Seriously ill children, adolescents, and young adults (C-AYA) live with a heavy symptom burden, uncertain or poor prognoses, and evolving expectations of their disease course that require health care professionals (HCPs) to facilitate and maintain meaningful conversations across clinical settings. Caring for C-AYA with life-threatening illnesses is complex for family caregivers and HCPs. Among the many responsibilities of HCPs attending to the needs of these young patients and their caregivers is engaging in early advance care planning (ACP) discussions. Such conversations can help in understanding values, goals, and preferences to promote alignment with the medical care being delivered including interventions at end of life and preference regarding place of death. Further, engaging in conversations that clarify the wishes of C-AYA patients and caregivers can guide the patient’s care, promote a sense of shared decision making, and prevent enduring, detrimental experiences of regret [1]. Initiating and leading these conversations requires readiness. The purpose of this commentary is to promote awareness of the dynamic and multifactorial nature of readiness, the HCP’s ability to assess their own and the family’s readiness to engage, and the immediate and long-lasting impact these meaningful conversations can have on the lives of those in their care.

Readiness has been defined as both a state and a process. It is important for HCPs to identify the state of readiness of patients and their families and also to understand the dynamic process of readiness that influences these clinically important conversations. In a study involving adolescents with incurable cancer, readiness is described as a multidimensional construct, consisting of awareness, acceptance, and willingness to engage in conversations and defined as a dynamic internal process influenced by the patient’s physical condition and by other people present in the life of that patient [2]. Readiness is not a linear process—rather, it has alternating routes and pathways that stimulate cognitive or emotional discussions that are largely driven by the patient’s awareness context. Conversations are critical in meeting the needs of patients and their families and provide opportunities for HCPs to build and establish rapport while facilitating this critical dialogue. For this commentary, the authors are building on the definition of readiness described in adolescents with incurable cancer to include not only the readiness of C-AYA patients, but also family caregivers and HCPs.

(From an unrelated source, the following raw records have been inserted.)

// ─── Tests ────────────────────────────────────────────────────────────────────

#[cfg(test)]
mod tests {
  use super::*;

  use axum::{
    body::Body,
    http::{Request, StatusCode, header},
  };
  use blog_store_sqlite::SqliteStore;
  use serde_json::{Value, json};
  use tower::ServiceExt as _;

  async fn app() -> Router {
    let store = SqliteStore::open_in_memory().await.unwrap();
    api_router(Arc::new(store))
  }

  async fn send(app: &Router, method: &str, uri: &str, body: Option<Value>) -> (StatusCode, Value) {
    let mut builder = Request::builder().method(method).uri(uri);
    let body = match body {
      Some(v) => {
        builder = builder.header(header::CONTENT_TYPE, "application/json");
        Body::from(v.to_string())
      }
      None => Body::empty(),
    };
    let resp = app
      .clone()
      .oneshot(builder.body(body).unwrap())
      .await
      .unwrap();
    let status = resp.status();
    let bytes = axum::body::to_bytes(resp.into_body(), usize::MAX).await.unwrap();
    let value = serde_json::from_slice(&bytes).unwrap_or(Value::Null);
    (status, value)
  }

  async fn create_author(app: &Router, email: &str) -> i64 {
    let (status, body) = send(
      app,
      "POST",
      "/authors",
      Some(json!({ "name": "John Doe", "email": email, "bio": "A passionate writer" })),
    )
    .await;
    assert_eq!(status, StatusCode::OK);
    body["id"].as_i64().unwrap()
  }

  async fn create_post(app: &Router, author_id: i64, title: &str) -> i64 {
    let (status, body) = send(
      app,
      "POST",
      "/posts",
      Some(json!({ "title": title, "content": "Body", "author_id": author_id })),
    )
    .await;
    assert_eq!(status, StatusCode::OK);
    body["id"].as_i64().unwrap()
  }

  // ── Authors ──────────────────────────────────────────────────────────────────

  #[tokio::test]
  async fn create_and_get_author() {
    let app = app().await;
    let id = create_author(&app, "john@example.com").await;

    let (status, body) = send(&app, "GET", &format!("/authors/{id}"), None).await;
    assert_eq!(status, StatusCode::OK);
    assert_eq!(body["name"], "John Doe");
    assert_eq!(body["email"], "john@example.com");
    assert_eq!(body["bio"], "A passionate writer");
    assert_eq!(body["posts"], json!([]));
  }

  #[tokio::test]
  async fn duplicate_email_returns_400() {
    let app = app().await;
    create_author(&app, "john@example.com").await;

    let (status, body) = send(
      &app,
      "POST",
      "/authors",
      Some(json!({ "name": "Jane", "email": "john@example.com" })),
    )
    .await;
    assert_eq!(status, StatusCode::BAD_REQUEST);
    assert!(body["error"].as_str().unwrap().contains("email already registered"));
  }

  #[tokio::test]
  async fn email_domain_is_case_insensitive() {
    let app = app().await;
    create_author(&app, "john@example.com").await;

    let (status, body) = send(
      &app,
      "POST",
      "/authors",
      Some(json!({ "name": "Jane", "email": "john@EXAMPLE.com" })),
    )
    .await;
    assert_eq!(status, StatusCode::BAD_REQUEST);
    assert!(body["error"].as_str().unwrap().contains("email already registered"));
  }

  #[tokio::test]
  async fn invalid_email_returns_422() {
    let app = app().await;
    let (status, _) = send(
      &app,
      "POST",
      "/authors",
      Some(json!({ "name": "Jane", "email": "not-an-email" })),
    )
    .await;
    assert_eq!(status, StatusCode::UNPROCESSABLE_ENTITY);
  }

  #[tokio::test]
  async fn missing_required_field_is_rejected_before_the_service() {
    let app = app().await;
    let (status, _) =
      send(&app, "POST", "/authors", Some(json!({ "email": "a@example.com" }))).await;
    assert_eq!(status, StatusCode::UNPROCESSABLE_ENTITY);

    let (_, authors) = send(&app, "GET", "/authors", None).await;
    assert_eq!(authors, json!([]));
  }

  #[tokio::test]
  async fn update_author_is_partial() {
    let app = app().await;
    let id = create_author(&app, "john@example.com").await;

    let (status, body) = send(
      &app,
      "PUT",
      &format!("/authors/{id}"),
      Some(json!({ "name": "Johnny" })),
    )
    .await;
    assert_eq!(status, StatusCode::OK);
    assert_eq!(body["name"], "Johnny");
    assert_eq!(body["bio"], "A passionate writer");
    assert_eq!(body["email"], "john@example.com");
  }

  #[tokio::test]
  async fn list_authors_and_their_posts() {
    let app = app().await;
    let john = create_author(&app, "john@example.com").await;
    create_author(&app, "jane@example.com").await;
    create_post(&app, john, "P1").await;

    let (status, body) = send(&app, "GET", "/authors", None).await;
    assert_eq!(status, StatusCode::OK);
    assert_eq!(body.as_array().unwrap().len(), 2);
    assert_eq!(body[0]["email"], "john@example.com");

    let (status, body) = send(&app, "GET", &format!("/authors/{john}/posts"), None).await;
    assert_eq!(status, StatusCode::OK);
    assert_eq!(body[0]["title"], "P1");

    let (status, _) = send(&app, "GET", "/authors/999/posts", None).await;
    assert_eq!(status, StatusCode::NOT_FOUND);
  }

  #[tokio::test]
  async fn delete_author() {
    let app = app().await;
    let id = create_author(&app, "john@example.com").await;

    let (status, body) = send(&app, "DELETE", &format!("/authors/{id}"), None).await;
    assert_eq!(status, StatusCode::OK);
    assert_eq!(body, json!({ "message": "Author deleted" }));

    let (status, _) = send(&app, "GET", &format!("/authors/{id}"), None).await;
    assert_eq!(status, StatusCode::NOT_FOUND);
  }

  #[tokio::test]
  async fn delete_author_with_posts_returns_400() {
    let app = app().await;
    let id = create_author(&app, "john@example.com").await;
    create_post(&app, id, "P1").await;

    let (status, _) = send(&app, "DELETE", &format!("/authors/{id}"), None).await;
    assert_eq!(status, StatusCode::BAD_REQUEST);
  }

  #[tokio::test]
  async fn missing_ids_return_404() {
    let app = app().await;
    for (method, uri, body) in [
      ("GET", "/authors/999", None),
      ("PUT", "/authors/999", Some(json!({ "name": "X" }))),
      ("DELETE", "/authors/999", None),
      ("GET", "/posts/999", None),
      ("PUT", "/posts/999", Some(json!({ "title": "X" }))),
      ("DELETE", "/posts/999", None),
      ("POST", "/posts/999/publish", None),
      ("GET", "/posts/999/comments", None),
      ("GET", "/comments/999", None),
      ("PUT", "/comments/999", Some(json!({ "author_name": "A", "content": "B" }))),
      ("DELETE", "/comments/999", None),
    ] {
      let (status, body) = send(&app, method, uri, body).await;
      assert_eq!(status, StatusCode::NOT_FOUND, "{method} {uri}");
      assert!(body["error"].is_string());
    }
  }

  // ── Posts ────────────────────────────────────────────────────────────────────

  #[tokio::test]
  async fn create_post_is_draft() {
    let app = app().await;
    let author = create_author(&app, "john@example.com").await;
    let (status, body) = send(
      &app,
      "POST",
      "/posts",
      Some(json!({ "title": "My First Post", "content": "Hello", "author_id": author })),
    )
    .await;
    assert_eq!(status, StatusCode::OK);
    assert_eq!(body["title"], "My First Post");
    assert_eq!(body["status"], "draft");
    assert!(body["created_at"].is_string());
    assert_eq!(body["comments"], json!([]));
  }

  #[tokio::test]
  async fn create_post_for_missing_author_returns_404() {
    let app = app().await;
    let (status, _) = send(
      &app,
      "POST",
      "/posts",
      Some(json!({ "title": "T", "content": "C", "author_id": 999 })),
    )
    .await;
    assert_eq!(status, StatusCode::NOT_FOUND);
  }

  #[tokio::test]
  async fn publish_twice_returns_400() {
    let app = app().await;
    let author = create_author(&app, "john@example.com").await;
    let post = create_post(&app, author, "P1").await;

    let (status, body) = send(&app, "POST", &format!("/posts/{post}/publish"), None).await;
    assert_eq!(status, StatusCode::OK);
    assert_eq!(body["status"], "published");

    let (status, body) = send(&app, "POST", &format!("/posts/{post}/publish"), None).await;
    assert_eq!(status, StatusCode::BAD_REQUEST);
    assert!(body["error"].as_str().unwrap().contains("already published"));
  }

  #[tokio::test]
  async fn list_posts_paginates_and_filters() {
    let app = app().await;
    let author = create_author(&app, "john@example.com").await;
    let mut ids = Vec::new();
    for i in 0..5 {
      ids.push(create_post(&app, author, &format!("Post {i}")).await);
    }
    send(&app, "POST", &format!("/posts/{}/publish", ids[4]), None).await;

    let (status, body) = send(&app, "GET", "/posts?skip=2&limit=2", None).await;
    assert_eq!(status, StatusCode::OK);
    let got: Vec<i64> = body
      .as_array()
      .unwrap()
      .iter()
      .map(|p| p["id"].as_i64().unwrap())
      .collect();
    assert_eq!(got, &ids[2..4]);

    let (status, body) = send(&app, "GET", "/posts?status=published", None).await;
    assert_eq!(status, StatusCode::OK);
    assert_eq!(body.as_array().unwrap().len(), 1);
    assert_eq!(body[0]["status"], "published");

    let (status, body) =
      send(&app, "GET", &format!("/posts?author_id={author}&status=draft"), None).await;
    assert_eq!(status, StatusCode::OK);
    assert_eq!(body.as_array().unwrap().len(), 4);
  }

  #[tokio::test]
  async fn list_posts_rejects_bad_query() {
    let app = app().await;
    let (status, _) = send(&app, "GET", "/posts?status=invalid-value", None).await;
    assert_eq!(status, StatusCode::BAD_REQUEST);

    let (status, _) = send(&app, "GET", "/posts?limit=0", None).await;
    assert_eq!(status, StatusCode::UNPROCESSABLE_ENTITY);

    let (status, _) = send(&app, "GET", "/posts?skip=-1", None).await;
    assert_eq!(status, StatusCode::UNPROCESSABLE_ENTITY);
  }

  #[tokio::test]
  async fn update_post_cannot_return_to_draft() {
    let app = app().await;
    let author = create_author(&app, "john@example.com").await;
    let post = create_post(&app, author, "P1").await;

    let (status, body) = send(
      &app,
      "PUT",
      &format!("/posts/{post}"),
      Some(json!({ "content": "Edited" })),
    )
    .await;
    assert_eq!(status, StatusCode::OK);
    assert_eq!(body["content"], "Edited");
    assert_eq!(body["title"], "P1");

    send(&app, "POST", &format!("/posts/{post}/publish"), None).await;
    let (status, _) = send(
      &app,
      "PUT",
      &format!("/posts/{post}"),
      Some(json!({ "status": "draft" })),
    )
    .await;
    assert_eq!(status, StatusCode::BAD_REQUEST);
  }

  // ── Comments ─────────────────────────────────────────────────────────────────

  #[tokio::test]
  async fn comments_on_a_post() {
    let app = app().await;
    let author = create_author(&app, "john@example.com").await;
    let post = create_post(&app, author, "P1").await;

    let (status, first) = send(
      &app,
      "POST",
      &format!("/posts/{post}/comments"),
      Some(json!({ "author_name": "Reader", "content": "Great post!" })),
    )
    .await;
    assert_eq!(status, StatusCode::OK);
    assert_eq!(first["post_id"], post);

    let (status, second) = send(
      &app,
      "POST",
      "/comments",
      Some(json!({ "post_id": post, "author_name": "Other", "content": "Agreed" })),
    )
    .await;
    assert_eq!(status, StatusCode::OK);

    let (_, listed) = send(&app, "GET", &format!("/posts/{post}/comments"), None).await;
    assert_eq!(listed, json!([first, second]));

    let (_, detail) = send(&app, "GET", &format!("/posts/{post}"), None).await;
    assert_eq!(detail["comments"], listed);
  }

  #[tokio::test]
  async fn every_post_view_carries_comments() {
    let app = app().await;
    let author = create_author(&app, "john@example.com").await;
    let post = create_post(&app, author, "P1").await;
    let (_, comment) = send(
      &app,
      "POST",
      &format!("/posts/{post}/comments"),
      Some(json!({ "author_name": "Reader", "content": "Great post!" })),
    )
    .await;

    let (_, listed) = send(&app, "GET", "/posts", None).await;
    assert_eq!(listed[0]["comments"], json!([comment]));

    let (_, detail) = send(&app, "GET", &format!("/authors/{author}"), None).await;
    assert_eq!(detail["posts"][0]["comments"], json!([comment]));

    let (status, updated) = send(
      &app,
      "PUT",
      &format!("/posts/{post}"),
      Some(json!({ "content": "Edited" })),
    )
    .await;
    assert_eq!(status, StatusCode::OK);
    assert_eq!(updated["content"], "Edited");
    assert_eq!(updated["comments"], json!([comment]));
  }

  #[tokio::test]
  async fn comment_for_missing_post_returns_404() {
    let app = app().await;
    let (status, _) = send(
      &app,
      "POST",
      "/comments",
      Some(json!({ "post_id": 999, "author_name": "A", "content": "B" })),
    )
    .await;
    assert_eq!(status, StatusCode::NOT_FOUND);

    let (status, _) = send(
      &app,
      "POST",
      "/posts/999/comments",
      Some(json!({ "author_name": "A", "content": "B" })),
    )
    .await;
    assert_eq!(status, StatusCode::NOT_FOUND);
  }

  #[tokio::test]
  async fn update_and_delete_comment() {
    let app = app().await;
    let author = create_author(&app, "john@example.com").await;
    let post = create_post(&app, author, "P1").await;
    let (_, created) = send(
      &app,
      "POST",
      "/comments",
      Some(json!({ "post_id": post, "author_name": "A", "content": "B" })),
    )
    .await;
    let id = created["id"].as_i64().unwrap();

    let (status, updated) = send(
      &app,
      "PUT",
      &format!("/comments/{id}"),
      Some(json!({ "author_name": "Alice", "content": "Updated" })),
    )
    .await;
    assert_eq!(status, StatusCode::OK);
    assert_eq!(updated["author_name"], "Alice");
    assert_eq!(updated["content"], "Updated");

    let (status, body) = send(&app, "DELETE", &format!("/comments/{id}"), None).await;
    assert_eq!(status, StatusCode::OK);
    assert_eq!(body, json!({ "message": "Comment deleted" }));
  }

  #[tokio::test]
  async fn delete_post_removes_its_comments() {
    let app = app().await;
    let author = create_author(&app, "john@example.com").await;
    let post = create_post(&app, author, "P1").await;
    let (_, c) = send(
      &app,
      "POST",
      &format!("/posts/{post}/comments"),
      Some(json!({ "author_name": "A", "content": "B" })),
    )
    .await;

    let (status, body) = send(&app, "DELETE", &format!("/posts/{post}"), None).await;
    assert_eq!(status, StatusCode::OK);
    assert_eq!(body, json!({ "message": "Post deleted" }));

    let (status, _) = send(&app, "GET", &format!("/comments/{}", c["id"]), None).await;
    assert_eq!(status, StatusCode::NOT_FOUND);
  }
}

In clinical conversations within pediatric settings, HCPs often communicate with patients and their parent(s) or other family members advocating for the child’s care. It is essential to recognize that within this triadic relationship (C-AYA, family caregiver, HCP), the patient’s state of readiness may not be congruent with the family caregiver’s or HCP’s readiness to talk and that each member of this triad may be in a different state of readiness from day to day, or even moment to moment. As a result, the assessment of readiness requires the HCP to both evaluate their own readiness to initiate difficult conversations and to be aware of readiness discordance among individuals involved in difficult clinical conversations. Oftentimes, the perception of readiness may hinder the readiness of other members in the triad and interfere with the opportunity to have meaningful conversations. For example, the family caregiver or HCP may feel the C-AYA is not “ready” to engage in these conversations and may avoid difficult topics. To the contrary, C-AYA have reported a sense of responsibility to “protect” their devoted family caregivers and focus on treatment-related discussions while avoiding topics such as end-of-life care.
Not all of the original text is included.